== EXERCISE OBJECTIVE ==
Write out, from the entries below, exactly the lines that run between the lines holding "pub enum A2aError" and "Transport error for", inclusive, and stop there.

== RECORDS FOR THIS EXERCISE ==
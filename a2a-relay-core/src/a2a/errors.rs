//! A2A client error types
//!
//! The `Display` text of every [`A2aError`] is the message reported to the
//! host when an operation fails.

use std::error::Error as _;
use std::time::Duration;

use serde_json::Value;
use thiserror::Error;

/// Error taxonomy shared by every operation
#[derive(Debug, Clone, Copy, PartialEq, Eq)]
pub enum ErrorCategory {
    /// Registry problems: empty registry, unknown agent, missing URL or secret
    Configuration,
    /// Connection failure, timeout, non-2xx status
    Transport,
    /// JSON-RPC `error` member present in a response or stream event
    Protocol,
    /// Body is not JSON
    Decode,
}

/// A2A client error
#[derive(Debug, Error)]
pub enum A2aError {
    #[error("Network Error: {0}")]
    Transport(String),

    #[error("Network Error: HTTP {status} for url: {url}")]
    HttpStatus { status: u16, url: String },

    /// The agent's `error` object, kept verbatim
    #[error("A2A Error: {0}")]
    Protocol(Value),

    #[error("Invalid JSON Response: {body}")]
    Decode {
        body: String,
        #[source]
        source: serde_json::Error,
    },

    #[error("Error: failed to encode request: {0}")]
    Encode(#[source] serde_json::Error),

    #[error("Error: No taskId received from agent")]
    NoTaskId,

    #[error("Failed to fetch Agent Card from both paths. Last error: {last_error}")]
    DiscoveryFailed { last_error: String },
}

impl A2aError {
    /// Transport error for a wait that exceeded `limit`.
    pub(crate) fn timed_out(what: &str, limit: Duration) -> Self {
        A2aError::Transport(format!("{what} timed out after {limit:?}"))
    }

    pub fn category(&self) -> ErrorCategory {
        match self {
            A2aError::Transport(_)
            | A2aError::HttpStatus { .. }
            | A2aError::DiscoveryFailed { .. } => ErrorCategory::Transport,
            A2aError::Protocol(_) | A2aError::NoTaskId => ErrorCategory::Protocol,
            A2aError::Decode { .. } | A2aError::Encode(_) => ErrorCategory::Decode,
        }
    }
}

impl From<reqwest::Error> for A2aError {
    fn from(err: reqwest::Error) -> Self {
        A2aError::Transport(describe_transport_error(&err))
    }
}

/// reqwest's top-level message hides the underlying cause (timeout, refused
/// connection, ...), so the source chain is appended.
pub(crate) fn describe_transport_error(err: &reqwest::Error) -> String {
    let mut message = err.to_string();
    let mut source = err.source();
    while let Some(cause) = source {
        let cause_text = cause.to_string();
        if !message.contains(&cause_text) {
            message.push_str(": ");
            message.push_str(&cause_text);
        }
        source = cause.source();
    }
    message
}

/// A2A Result type alias
pub type A2aResult<T> = Result<T, A2aError>;
//! A2A message payloads sent to remote agents

use serde::{Deserialize, Serialize};
use uuid::Uuid;

/// Role of the message sender
#[derive(Debug, Clone, Copy, PartialEq, Eq, Serialize, Deserialize)]
#[serde(rename_all = "lowercase")]
pub enum MessageRole {
    User,
    Agent,
}

/// Content part of a message
#[derive(Debug, Clone, PartialEq, Eq, Serialize, Deserialize)]
#[serde(tag = "kind", rename_all = "lowercase")]
pub enum Part {
    Text { text: String },
}

impl Part {
    pub fn text(text: impl Into<String>) -> Self {
        Part::Text { text: text.into() }
    }
}

/// A single unit of communication, serialized with `"kind": "message"`
#[derive(Debug, Clone, PartialEq, Eq, Serialize, Deserialize)]
#[serde(tag = "kind", rename = "message", rename_all = "camelCase")]
pub struct Message {
    pub role: MessageRole,
    /// Unique per call
    pub message_id: String,
    pub parts: Vec<Part>,
}

impl Message {
    /// User message carrying `text` as its only part, with a fresh id.
    pub fn user_text(text: impl Into<String>) -> Self {
        Self {
            role: MessageRole::User,
            message_id: Uuid::new_v4().to_string(),
            parts: vec![Part::text(text)],
        }
    }
}

/// Parameters for `message/send` and `message/stream`
#[derive(Debug, Clone, PartialEq, Eq, Serialize, Deserialize)]
pub struct MessageSendParams {
    pub message: Message,
}

/// Parameters for `tasks/get`
#[derive(Debug, Clone, PartialEq, Eq, Serialize, Deserialize)]
pub struct TaskQueryParams {
    pub id: String,
}

#[cfg(test)]
mod tests {
    use super::*;
    use serde_json::json;

    #[test]
    fn test_user_message_wire_shape() {
        let message = Message::user_text("Summarise Q3");
        let value = serde_json::to_value(&message).unwrap();

        assert_eq!(value["kind"], "message");
        assert_eq!(value["role"], "user");
        assert_eq!(value["parts"], json!([{"kind": "text", "text": "Summarise Q3"}]));
        assert!(value["messageId"].as_str().is_some_and(|id| !id.is_empty()));
    }

    #[test]
    fn test_message_ids_are_unique() {
        let a = Message::user_text("x");
        let b = Message::user_text("x");
        assert_ne!(a.message_id, b.message_id);
    }
}
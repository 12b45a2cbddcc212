//! Agent card discovery over the well-known paths.

use std::time::Duration;

use reqwest::header::HeaderMap;
use reqwest::Client;
use serde::Serialize;
use serde_json::{Map, Value};
use tracing::{debug, warn};

use super::errors::{describe_transport_error, A2aError, A2aResult};

/// Candidate card files under `/.well-known/`, in the order they are tried
pub const AGENT_CARD_FILES: [&str; 2] = ["agent-card.json", "agent.json"];

const DEFAULT_NAME: &str = "Unknown Agent";
const DEFAULT_DESCRIPTION: &str = "No description provided.";
const DEFAULT_PROTOCOL_VERSION: &str = "unknown";

pub fn agent_card_url(base_url: &str, file: &str) -> String {
    format!("{}/.well-known/{}", base_url.trim_end_matches('/'), file)
}

/// Fixed projection of an agent card
#[derive(Debug, Clone, PartialEq, Serialize)]
#[serde(rename_all = "camelCase")]
pub struct AgentCardSummary {
    pub name: Value,
    pub description: Value,
    pub protocol_version: Value,
    pub capabilities: Value,
    pub skills: Value,
    pub security_schemes: Value,
    pub url: Value,
}

impl AgentCardSummary {
    /// Project a raw card document. Missing or null members take their
    /// defaults; present members are carried over unchanged, whatever their
    /// shape. `url` defaults to the base URL the card was requested from.
    pub fn from_document(document: &Value, base_url: &str) -> Self {
        let field = |key: &str, default: Value| -> Value {
            document
                .get(key)
                .filter(|value| !value.is_null())
                .cloned()
                .unwrap_or(default)
        };

        Self {
            name: field("name", Value::from(DEFAULT_NAME)),
            description: field("description", Value::from(DEFAULT_DESCRIPTION)),
            protocol_version: field("protocolVersion", Value::from(DEFAULT_PROTOCOL_VERSION)),
            capabilities: field("capabilities", Value::Object(Map::new())),
            skills: field("skills", Value::Array(Vec::new())),
            security_schemes: field("securitySchemes", Value::Object(Map::new())),
            url: field("url", Value::from(base_url)),
        }
    }
}

/// Fetch the raw card document, trying each candidate in order.
///
/// Each candidate gets its own `timeout`. A transport failure, non-2xx status
/// or unparseable body moves on to the next candidate; when every candidate
/// fails the last failure is reported.
pub async fn fetch_agent_card(
    http: &Client,
    base_url: &str,
    headers: &HeaderMap,
    timeout: Duration,
) -> A2aResult<Value> {
    let mut last_error = String::new();

    for file in AGENT_CARD_FILES {
        let url = agent_card_url(base_url, file);
        debug!(%url, "Fetching agent card");

        match fetch_candidate(http, &url, headers, timeout).await {
            Ok(document) => return Ok(document),
            Err(detail) => {
                warn!(%url, error = %detail, "Agent card candidate failed");
                last_error = format!("{file}: {detail}");
            }
        }
    }

    Err(A2aError::DiscoveryFailed { last_error })
}

async fn fetch_candidate(
    http: &Client,
    url: &str,
    headers: &HeaderMap,
    timeout: Duration,
) -> Result<Value, String> {
    let response = http
        .get(url)
        .headers(headers.clone())
        .timeout(timeout)
        .send()
        .await
        .map_err(|err| describe_transport_error(&err))?;

    let status = response.status();
    if !status.is_success() {
        return Err(format!("HTTP {} for url: {url}", status.as_u16()));
    }

    let body = response
        .text()
        .await
        .map_err(|err| describe_transport_error(&err))?;

    serde_json::from_str(&body).map_err(|err| format!("Invalid JSON - {err}"))
}

#[cfg(test)]
mod tests {
    use super::*;
    use pretty_assertions::assert_eq;
    use serde_json::json;
    use wiremock::matchers::{header, method, path};
    use wiremock::{Mock, MockServer, ResponseTemplate};

    fn timeout() -> Duration {
        Duration::from_secs(5)
    }

    #[test]
    fn test_card_url_strips_trailing_slash() {
        assert_eq!(
            agent_card_url("https://agent.example.com/", "agent.json"),
            "https://agent.example.com/.well-known/agent.json"
        );
    }

    #[test]
    fn test_summary_defaults() {
        let summary = AgentCardSummary::from_document(&json!({"name": "Echo"}), "http://base");
        let value = serde_json::to_value(&summary).unwrap();
        assert_eq!(
            value,
            json!({
                "name": "Echo",
                "description": "No description provided.",
                "protocolVersion": "unknown",
                "capabilities": {},
                "skills": [],
                "securitySchemes": {},
                "url": "http://base"
            })
        );
    }

    #[test]
    fn test_summary_keeps_present_fields() {
        let document = json!({
            "name": "Planner",
            "description": "Plans things",
            "protocolVersion": "0.3.0",
            "capabilities": {"streaming": true},
            "skills": [{"id": "plan"}],
            "securitySchemes": {"bearer": {"type": "http"}},
            "url": "https://planner.example.com/rpc",
            "provider": {"organization": "ignored"}
        });
        let summary = AgentCardSummary::from_document(&document, "http://base");
        assert_eq!(summary.url, json!("https://planner.example.com/rpc"));
        assert_eq!(summary.capabilities, json!({"streaming": true}));
        assert_eq!(summary.skills, json!([{"id": "plan"}]));
        assert!(serde_json::to_value(&summary).unwrap().get("provider").is_none());
    }

    #[tokio::test]
    async fn test_falls_back_to_second_path() {
        let server = MockServer::start().await;
        Mock::given(method("GET"))
            .and(path("/.well-known/agent-card.json"))
            .respond_with(ResponseTemplate::new(404))
            .expect(1)
            .mount(&server)
            .await;
        Mock::given(method("GET"))
            .and(path("/.well-known/agent.json"))
            .respond_with(ResponseTemplate::new(200).set_body_json(json!({
                "name": "Fallback Agent",
                "skills": [{"id": "echo"}]
            })))
            .expect(1)
            .mount(&server)
            .await;

        let document = fetch_agent_card(&Client::new(), &server.uri(), &HeaderMap::new(), timeout())
            .await
            .unwrap();
        let summary = AgentCardSummary::from_document(&document, &server.uri());

        assert_eq!(summary.name, json!("Fallback Agent"));
        assert_eq!(summary.skills, json!([{"id": "echo"}]));
        assert_eq!(summary.protocol_version, json!("unknown"));
        assert_eq!(summary.url, json!(server.uri()));
    }

    #[tokio::test]
    async fn test_invalid_json_moves_to_next_candidate() {
        let server = MockServer::start().await;
        Mock::given(method("GET"))
            .and(path("/.well-known/agent-card.json"))
            .respond_with(ResponseTemplate::new(200).set_body_string("<html>"))
            .mount(&server)
            .await;
        Mock::given(method("GET"))
            .and(path("/.well-known/agent.json"))
            .respond_with(ResponseTemplate::new(200).set_body_json(json!({"name": "B"})))
            .mount(&server)
            .await;

        let document = fetch_agent_card(&Client::new(), &server.uri(), &HeaderMap::new(), timeout())
            .await
            .unwrap();
        assert_eq!(document["name"], "B");
    }

    #[tokio::test]
    async fn test_both_candidates_failing_reports_last_error() {
        let server = MockServer::start().await;
        Mock::given(method("GET"))
            .respond_with(ResponseTemplate::new(404))
            .mount(&server)
            .await;

        let err = fetch_agent_card(&Client::new(), &server.uri(), &HeaderMap::new(), timeout())
            .await
            .unwrap_err();
        let text = err.to_string();
        assert!(text.starts_with(
            "Failed to fetch Agent Card from both paths. Last error: agent.json: "
        ));
        assert!(text.contains("404"));
    }

    #[tokio::test]
    async fn test_sends_auth_headers() {
        let server = MockServer::start().await;
        Mock::given(method("GET"))
            .and(path("/.well-known/agent-card.json"))
            .and(header("authorization", "Bearer secret"))
            .respond_with(ResponseTemplate::new(200).set_body_json(json!({"name": "Private"})))
            .expect(1)
            .mount(&server)
            .await;

        let headers = crate::auth::build_auth_headers(&crate::registry::AuthType::Bearer, "secret");
        let document = fetch_agent_card(&Client::new(), &server.uri(), &headers, timeout())
            .await
            .unwrap();
        assert_eq!(document["name"], "Private");
    }
}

== ANSWER TO THE EXERCISE ==
pub enum A2aError {
    #[error("Network Error: {0}")]
    Transport(String),

    #[error("Network Error: HTTP {status} for url: {url}")]
    HttpStatus { status: u16, url: String },

    /// The agent's `error` object, kept verbatim
    #[error("A2A Error: {0}")]
    Protocol(Value),

    #[error("Invalid JSON Response: {body}")]
    Decode {
        body: String,
        #[source]
        source: serde_json::Error,
    },

    #[error("Error: failed to encode request: {0}")]
    Encode(#[source] serde_json::Error),

    #[error("Error: No taskId received from agent")]
    NoTaskId,

    #[error("Failed to fetch Agent Card from both paths. Last error: {last_error}")]
    DiscoveryFailed { last_error: String },
}

impl A2aError {
    /// Transport error for a wait that exceeded `limit`.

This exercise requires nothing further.